== TASK OBJECTIVE ==
Copy each line from the records below in which the word "signals" is found.

== THE DATA ==
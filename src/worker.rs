use std::{
    sync::Arc,
    time::{Duration, Instant},
};

use log::debug;

use crate::pool::{PoolMode, Shared};

/// How long a cached-mode worker waits on the queue before re-checking its
/// accumulated idle time.
const IDLE_POLL_INTERVAL: Duration = Duration::from_secs(1);

/// A worker's entry in the pool registry.
///
/// The pool never owns the worker's thread handle; the thread removes this
/// entry itself, under the pool lock, as its last act. Worker ids are handed
/// out by the pool's own counter and are unique for the pool's lifetime.
pub(crate) struct Worker {
    id: usize,
}

impl Worker {
    pub(crate) fn new(id: usize) -> Self {
        Self { id }
    }

    pub(crate) fn id(&self) -> usize {
        self.id
    }
}

/// The dispatch loop: the only place task execution happens.
///
/// Holding the pool lock, the loop waits for the queue to become non-empty,
/// dequeues the oldest entry, re-signals other idle workers if entries
/// remain, signals blocked submitters that capacity freed up, and then runs
/// the task with the lock released.
///
/// Exits happen only from the empty-queue wait: on shutdown (so a non-empty
/// queue is always drained first), or in cached mode when the worker has
/// been idle past the pool's idle timeout while the pool is above its
/// initial size.
pub(crate) fn run(shared: Arc<Shared>, id: usize) {
    let mut last_active = Instant::now();

    loop {
        let entry = {
            let mut state = shared.state.lock().unwrap();

            loop {
                if !state.queue.is_empty() {
                    break;
                }

                if !state.is_running() {
                    state.idle_workers -= 1;
                    state.deregister(id);
                    shared.all_exited.notify_all();
                    debug!("worker {} exiting, pool shut down", id);
                    return;
                }

                match shared.config.mode {
                    PoolMode::Cached => {
                        let (guard, timeout) = shared
                            .not_empty
                            .wait_timeout(state, IDLE_POLL_INTERVAL)
                            .unwrap();
                        state = guard;

                        if timeout.timed_out()
                            && last_active.elapsed() >= shared.config.idle_timeout
                            && state.current_workers > state.initial_workers
                        {
                            state.idle_workers -= 1;
                            state.deregister(id);
                            shared.all_exited.notify_all();
                            debug!(
                                "worker {} idle past {:?}, retiring",
                                id, shared.config.idle_timeout
                            );
                            return;
                        }
                    }
                    PoolMode::Fixed => {
                        state = shared.not_empty.wait(state).unwrap();
                    }
                }
            }

            state.idle_workers -= 1;
            let entry = state.queue.pop_front();

            if !state.queue.is_empty() {
                // Let the other idle workers pick up the remaining entries
                // instead of hoarding the wakeup.
                shared.not_empty.notify_all();
            }

            // A dequeue always frees capacity for blocked submitters.
            shared.not_full.notify_all();

            entry
        };

        if let Some(entry) = entry {
            entry.execute(&shared);
        }

        shared.state.lock().unwrap().idle_workers += 1;
        last_active = Instant::now();
    }
}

== FINISHED TASK ==
/// dequeues the oldest entry, re-signals other idle workers if entries
/// remain, signals blocked submitters that capacity freed up, and then runs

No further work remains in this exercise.